Intravitreal Aflibercept or Ranibizumab for Rubeosis Iridis

Glaucoma Clinical Trial

Official title:

Intravitreal Aflibercept or Ranibizumab for Rubeosis Iridis

Clinical Trial Details — Status: Completed

Administrative data

• NCT number: NCT02641457
• Other study ID #: JN-015-2015
• Status: Completed
• Phase: Phase 3
• First received: November 26, 2015
• Last updated: December 28, 2015
• Start date: March 2014
• Est. completion date: October 2015

Study information

• Verified date: December 2015
• Source: Instituto de Olhos de Goiania
• Contact: n/a
• Is FDA regulated: No
• Health authority: Brazil: National Health Surveillance Agency
• Study type: Interventional

Clinical Trial Summary

Aflibercept (Eylea®) and ranibizumab (Lucentis®) are an anti-VEGF, but there are differences between the two drugs. To determine and compare whether intraocular aflibercept and ranibizumab decreases rubeosis iridis (RI) in patients with neovascular glaucoma (NVG).

Description:

Aflibercept (Eylea®) and ranibizumab (Lucentis®) are an anti-VEGF, but there are differences between the two drugs. Lucentis is administered in the form of smaller molecules, which is thought to give Lucentis an advantage over Eylea in its ability to penetrate the eye's retina and halt abnormal blood vessel growth contributing to advanced macular degeneration and scarring that causes blindness. They may have a role in treating ocular disorders involving fibrovascular proliferation. To determine and compare whether intraocular aflibercept and ranibizumab decreases rubeosis iridis (RI) in patients with neovascular glaucoma (NVG).

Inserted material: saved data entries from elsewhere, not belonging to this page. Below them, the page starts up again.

use axum::{
    http::StatusCode,
    response::{IntoResponse, Response},
    Json,
};
use serde_json::json;
use thiserror::Error;
use tracing::error;

use crate::{
    permissions::Denial,
    store::StoreError,
    validation::{add_error, FieldErrors},
};

pub const INVALID_HYPERLINK: &str = "Invalid hyperlink - Object does not exist.";

#[derive(Debug, Error)]
pub enum AppError {
    #[error("Invalid input.")]
    Validation(FieldErrors),
    #[error("{0}")]
    BadRequest(String),
    #[error("{0}")]
    Unauthorized(String),
    #[error("{0}")]
    Forbidden(String),
    #[error("{0}")]
    NotFound(String),
    #[error(transparent)]
    Store(#[from] StoreError),
    #[error(transparent)]
    Internal(#[from] anyhow::Error),
}

impl AppError {
    pub fn not_found() -> Self {
        Self::NotFound("Not found.".to_owned())
    }

    pub fn field(field: &str, message: impl Into<String>) -> Self {
        let mut errors = FieldErrors::new();
        add_error(&mut errors, field, message);
        Self::Validation(errors)
    }
}

impl From<Denial> for AppError {
    fn from(denial: Denial) -> Self {
        Self::Forbidden(denial.message().to_owned())
    }
}

impl From<FieldErrors> for AppError {
    fn from(errors: FieldErrors) -> Self {
        Self::Validation(errors)
    }
}

impl IntoResponse for AppError {
    fn into_response(self) -> Response {
        let (status, message, fields) = match self {
            AppError::Validation(fields) => (
                StatusCode::BAD_REQUEST,
                "Invalid input.".to_owned(),
                Some(fields),
            ),
            AppError::BadRequest(msg) => (StatusCode::BAD_REQUEST, msg, None),
            AppError::Unauthorized(msg) => (StatusCode::UNAUTHORIZED, msg, None),
            AppError::Forbidden(msg) => (StatusCode::FORBIDDEN, msg, None),
            AppError::NotFound(msg) => (StatusCode::NOT_FOUND, msg, None),
            AppError::Store(StoreError::Conflict { field }) => {
                let mut errors = FieldErrors::new();
                add_error(
                    &mut errors,
                    field,
                    format!("A user with that {field} already exists."),
                );
                (StatusCode::BAD_REQUEST, "Invalid input.".to_owned(), Some(errors))
            }
            AppError::Store(StoreError::MissingParent { field }) => {
                let mut errors = FieldErrors::new();
                add_error(&mut errors, field, INVALID_HYPERLINK);
                (StatusCode::BAD_REQUEST, "Invalid input.".to_owned(), Some(errors))
            }
            AppError::Store(err @ StoreError::Database(_)) => {
                error!(error = %err, "storage failure");
                (
                    StatusCode::INTERNAL_SERVER_ERROR,
                    "Internal server error.".to_owned(),
                    None,
                )
            }
            AppError::Internal(err) => {
                error!(error = %format!("{err:#}"), "request failed");
                (
                    StatusCode::INTERNAL_SERVER_ERROR,
                    "Internal server error.".to_owned(),
                    None,
                )
            }
        };

        let body = match fields {
            Some(fields) => json!({ "error": message, "fields": fields }),
            None => json!({ "error": message }),
        };
        (status, Json(body)).into_response()
    }
}

#[cfg(test)]
mod tests {
    use super::*;

    #[test]
    fn statuses() {
        let cases = [
            (AppError::field("name", "bad"), StatusCode::BAD_REQUEST),
            (AppError::BadRequest("x".into()), StatusCode::BAD_REQUEST),
            (AppError::Unauthorized("x".into()), StatusCode::UNAUTHORIZED),
            (Denial::NotAuthenticated.into(), StatusCode::FORBIDDEN),
            (AppError::not_found(), StatusCode::NOT_FOUND),
            (
                StoreError::Conflict { field: "username" }.into(),
                StatusCode::BAD_REQUEST,
            ),
            (
                StoreError::MissingParent { field: "hydroponics" }.into(),
                StatusCode::BAD_REQUEST,
            ),
            (
                anyhow::anyhow!("boom").into(),
                StatusCode::INTERNAL_SERVER_ERROR,
            ),
        ];

        for (err, expected) in cases {
            assert_eq!(err.into_response().status(), expected);
        }
    }
}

Recruitment information / eligibility

• Status: Completed
• Enrollment: 2
• Est. completion date: October 2015
• Est. primary completion date: March 2015
• Accepts healthy volunteers: Accepts Healthy Volunteers
• Gender: Both
• Age group: 18 Years to 65 Years

Eligibility

Criteria:

Inclusion Criteria:

• Ability to provide written informed consent and comply with study assessments for the full duration of the study

• Age > 18 years

• Ischemic central retina vein occlusion (CRVO) within 3 months of enrollment as per the following inclusion criteria

• Three of the following clinical tests must be present to demonstrate ischemic CRVO

• Visual Acuity 20/200 or worse

• Loss of 1-2e isopter on Goldmann Visual field (Kwon et al. 2001)

• Electroretinogram demonstrating b wave amplitude less than 60% of A wave.

Exclusion Criteria:

• Angle neovascularization greater than 3 clock hours with IOP over 30 (Neovascular glaucoma)

• Any previous retinal laser photocoagulation to the study eye

• Any previous intravitreal injection in study eye (triamcinolone or other)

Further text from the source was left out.